RADOM
Prezydent nie musi przepraszać
Andrzej Kosztowniak nie musi przepraszać byłego wiceszefa miejskiej spółki Administrator Pawła Stępnia, który żądał od prezydenta Radomia oficjalnych przeprosin oraz 100 tys. zadośćuczynienia. Sąd Okręgowy w Radomiu oddalił powództwo twierdząc, że Kosztowniak nie naruszył dóbr osobistych Stępnia.

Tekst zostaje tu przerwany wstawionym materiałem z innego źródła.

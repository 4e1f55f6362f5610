use crate::srt::Subtitle;
use crate::timestamp::Timestamp;
use crate::track::Track;

use std::io::{BufRead, Write};
use std::path::PathBuf;
use std::str::FromStr;

use anyhow::{anyhow, bail, Context, Result};
use chrono::Duration;
use log::{error, info};
use once_cell::sync::Lazy;
use regex::Regex;

const PAGE_SIZE: usize = 20;
const NEWLINE_SYMBOL: &str = "↩";

static OFFSET: Lazy<Regex> =
    Lazy::new(|| Regex::new(r"^([+-])?(\d+)(ms|s)?$").expect("offset pattern is valid"));

const SHORTCUTS: &[(&str, &str)] = &[
    ("l [ROW]", "List subtitles"),
    ("[", "Go to start"),
    ("]", "Go to end"),
    ("g ROW", "Go to row"),
    ("+ OFFSET", "Add time"),
    ("- OFFSET", "Subtract time"),
    ("/ TEXT", "Search"),
    ("n", "Search next"),
    ("d [NUM]", "Toggle delete"),
    ("e TEXT", "Edit text (\\n for a line break)"),
    ("u", "Convert to UTF-8"),
    ("w [FILE]", "Save"),
    ("x", "Save and exit"),
    ("q", "Exit"),
];

/// Parses a time offset: plain milliseconds (`1500`, `-200ms`), seconds
/// (`2s`) or a full timestamp (`-00:00:01,500`).
pub fn parse_offset(text: &str) -> Result<Duration> {
    let text = text.trim();
    if let Some(caps) = OFFSET.captures(text) {
        let amount: i64 = caps[2]
            .parse()
            .with_context(|| format!("Offset out of range: '{}'", text))?;
        let millis = match caps.get(3).map(|m| m.as_str()) {
            Some("s") => amount
                .checked_mul(1000)
                .ok_or_else(|| anyhow!("Offset out of range: '{}'", text))?,
            _ => amount,
        };
        let millis = if caps.get(1).map(|m| m.as_str()) == Some("-") {
            -millis
        } else {
            millis
        };
        return Ok(Duration::milliseconds(millis));
    }
    let unsigned = text.strip_prefix('+').unwrap_or(text);
    let ts = Timestamp::from_str(unsigned)
        .with_context(|| format!("Invalid time offset: '{}'", text))?;
    Ok(Duration::milliseconds(ts.as_millis()))
}

#[derive(Debug, Clone, PartialEq, Eq)]
pub enum Command {
    List(Option<usize>),
    First,
    Last,
    Goto(usize),
    Shift(Duration),
    Search(String),
    SearchNext,
    ToggleDelete(Option<usize>),
    Edit(String),
    ConvertLatin1,
    Save(Option<PathBuf>),
    SaveAndExit,
    Quit,
    Help,
}

impl FromStr for Command {
    type Err = anyhow::Error;

    fn from_str(line: &str) -> Result<Self> {
        let line = line.trim();
        let (name, arg) = match line.chars().next() {
            Some(c @ ('/' | '+' | '-' | '[' | ']')) => line.split_at(c.len_utf8()),
            _ => line.split_once(char::is_whitespace).unwrap_or((line, "")),
        };
        let arg = arg.trim();
        let optional_num = |arg: &str| -> Result<Option<usize>> {
            if arg.is_empty() {
                return Ok(None);
            }
            arg.parse()
                .map(Some)
                .with_context(|| format!("Expected a number, found '{}'", arg))
        };

        let cmd = match name {
            "l" | "list" => Command::List(optional_num(arg)?),
            "[" => Command::First,
            "]" => Command::Last,
            "g" | "goto" => Command::Goto(
                optional_num(arg)?.ok_or_else(|| anyhow!("Missing row number"))?,
            ),
            "+" => Command::Shift(parse_offset(arg)?),
            "-" => Command::Shift(-parse_offset(arg)?),
            "/" => Command::Search(arg.to_string()),
            "n" => Command::SearchNext,
            "d" | "delete" => Command::ToggleDelete(optional_num(arg)?),
            "e" | "edit" => Command::Edit(arg.replace("\\n", "\n")),
            "u" => Command::ConvertLatin1,
            "w" | "save" => Command::Save(if arg.is_empty() {
                None
            } else {
                Some(PathBuf::from(arg))
            }),
            "x" => Command::SaveAndExit,
            "q" | "quit" => Command::Quit,
            "h" | "?" | "help" => Command::Help,
            other => bail!("Unknown command '{}', type 'h' for help", other),
        };
        Ok(cmd)
    }
}

#[derive(Debug, Clone, Copy, PartialEq, Eq)]
pub enum Flow {
    Continue,
    Exit,
}

/// An interactive editing session over one track.
///
/// The session owns the track, the row the cursor is on and the last search
/// term, which `n` reuses.
pub struct Session {
    track: Track,
    output: PathBuf,
    cursor: usize,
    search_term: String,
}

impl Session {
    pub fn new(track: Track, output: impl Into<PathBuf>) -> Self {
        Self {
            track,
            output: output.into(),
            cursor: 0,
            search_term: String::new(),
        }
    }

    pub fn track(&self) -> &Track {
        &self.track
    }

    pub fn cursor(&self) -> usize {
        self.cursor
    }

    /// Reads commands line by line until `q`, `x` or end of input.
    pub fn run<R: BufRead, W: Write>(&mut self, input: R, out: &mut W) -> Result<()> {
        writeln!(
            out,
            "{} ({} subtitles), type 'h' for help",
            self.track.filename.display(),
            self.track.len()
        )?;
        let mut lines = input.lines();
        loop {
            write!(out, "> ")?;
            out.flush()?;
            let line = match lines.next() {
                Some(line) => line.context("Failed to read command")?,
                None => return Ok(()),
            };
            if line.trim().is_empty() {
                continue;
            }
            let flow = match line.parse::<Command>() {
                Ok(cmd) => self.execute(cmd, out)?,
                Err(err) => {
                    writeln!(out, "{:#}", err)?;
                    Flow::Continue
                }
            };
            if flow == Flow::Exit {
                return Ok(());
            }
        }
    }

    pub fn execute<W: Write>(&mut self, cmd: Command, out: &mut W) -> Result<Flow> {
        match cmd {
            Command::List(row) => {
                let first = row.map_or(self.cursor, |r| r.saturating_sub(1));
                for (i, sub) in self
                    .track
                    .subtitles
                    .iter()
                    .enumerate()
                    .skip(first)
                    .take(PAGE_SIZE)
                {
                    writeln!(out, "{}", render_row(i, sub, i == self.cursor))?;
                }
            }
            Command::First => self.move_to(0, out)?,
            Command::Last => self.move_to(self.track.len().saturating_sub(1), out)?,
            Command::Goto(row) => {
                if row == 0 || row > self.track.len() {
                    writeln!(out, "No row {}", row)?;
                } else {
                    self.move_to(row - 1, out)?;
                }
            }
            Command::Shift(offset) => {
                self.track.shift(offset);
                writeln!(
                    out,
                    "Shifted {} subtitles by {}ms",
                    self.track.len(),
                    offset.num_milliseconds()
                )?;
            }
            Command::Search(term) => {
                self.search_term = term;
                self.find(None, out)?;
            }
            Command::SearchNext => self.find(Some(self.cursor), out)?,
            Command::ToggleDelete(Some(num)) => match self.track.toggle_delete(num) {
                Some(deleted) => report_toggle(out, num, deleted)?,
                None => writeln!(out, "No subtitle #{}", num)?,
            },
            Command::ToggleDelete(None) => match self.track.subtitles.get_mut(self.cursor) {
                Some(sub) => {
                    let deleted = sub.toggle_deleted();
                    report_toggle(out, sub.num, deleted)?;
                }
                None => writeln!(out, "Nothing to delete")?,
            },
            Command::Edit(text) => match self.track.subtitles.get_mut(self.cursor) {
                Some(sub) => {
                    sub.text = text;
                    writeln!(out, "{}", render_row(self.cursor, sub, true))?;
                }
                None => writeln!(out, "Nothing to edit")?,
            },
            Command::ConvertLatin1 => {
                if self.track.convert_from_latin1() {
                    writeln!(out, "Converted text to UTF-8")?;
                } else {
                    writeln!(out, "Text is already converted")?;
                }
            }
            Command::Save(path) => {
                let path = path.unwrap_or_else(|| self.output.clone());
                self.save(path, out)?;
            }
            Command::SaveAndExit => {
                if self.save(self.output.clone(), out)? {
                    return Ok(Flow::Exit);
                }
            }
            Command::Quit => return Ok(Flow::Exit),
            Command::Help => {
                for (key, action) in SHORTCUTS {
                    writeln!(out, "{:>10}: {}", key, action)?;
                }
            }
        }
        Ok(Flow::Continue)
    }

    fn current(&self) -> Option<&Subtitle> {
        self.track.subtitles.get(self.cursor)
    }

    fn move_to<W: Write>(&mut self, row: usize, out: &mut W) -> Result<()> {
        self.cursor = row;
        if let Some(sub) = self.current() {
            writeln!(out, "{}", render_row(row, sub, true))?;
        }
        Ok(())
    }

    fn find<W: Write>(&mut self, after: Option<usize>, out: &mut W) -> Result<()> {
        match self.track.search(&self.search_term, after) {
            Ok(row) => self.move_to(row, out),
            Err(err) if err.is_not_found() => {
                writeln!(out, "Not found!")?;
                Ok(())
            }
            Err(err) => Err(err.into()),
        }
    }

    /// Saves the track, reporting failures to the user. Returns whether the
    /// save succeeded.
    fn save<W: Write>(&self, path: PathBuf, out: &mut W) -> Result<bool> {
        match self.track.save(&path) {
            Ok(()) => {
                info!("Session saved to '{}'", path.display());
                writeln!(out, "Saved to {}", path.display())?;
                Ok(true)
            }
            Err(err) => {
                let err = anyhow::Error::new(err);
                error!("{:#}", err);
                writeln!(out, "Save failed: {:#}", err)?;
                Ok(false)
            }
        }
    }
}

fn report_toggle<W: Write>(out: &mut W, num: usize, deleted: bool) -> Result<()> {
    if deleted {
        writeln!(out, "Subtitle #{} deleted", num)?;
    } else {
        writeln!(out, "Subtitle #{} restored", num)?;
    }
    Ok(())
}

fn render_row(row: usize, sub: &Subtitle, selected: bool) -> String {
    format!(
        "{}{:>5} {:>5} {} {} {}{}",
        if selected { ">" } else { " " },
        row + 1,
        sub.num,
        sub.start,
        sub.end,
        if sub.deleted { "[deleted] " } else { "" },
        sub.text.replace('\n', NEWLINE_SYMBOL)
    )
}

Przypomnijmy, że poszło o wpisy na prezydenckim blogu, w których szef magistratu m.in. zarzucił wiceprezesowi Stępniowi, że ten go szantażuje a także przedstawił niekorzystny wizerunek swego podwładnego. Paweł Stepień uważa, że wypowiedzi Andrzeja Kosztowniaka zrujnowały mu życie zawodowe i osobiste, dlatego skierował sprawę na drogę sądową. Dodajmy, że konflikt rozpoczął się po decyzji o odwołaniu Pawła Stępnia z zajmowanego stanowiska. Media spekulowały - jak informuje Portal Samorządowy, że mogło chodzić o to, że Stępień został skazany za jazdę samochodem w stanie nietrzeźwości i zakaz prowadzenia pojazdów mechanicznych na rok (wyrok zapadł jeszcze we wrześniu 2008 roku) a pobierał bezprawnie z kasy spółki ryczałt na paliwo. Paweł Stępień zapowiedział, że złoży odwołanie od wyroku.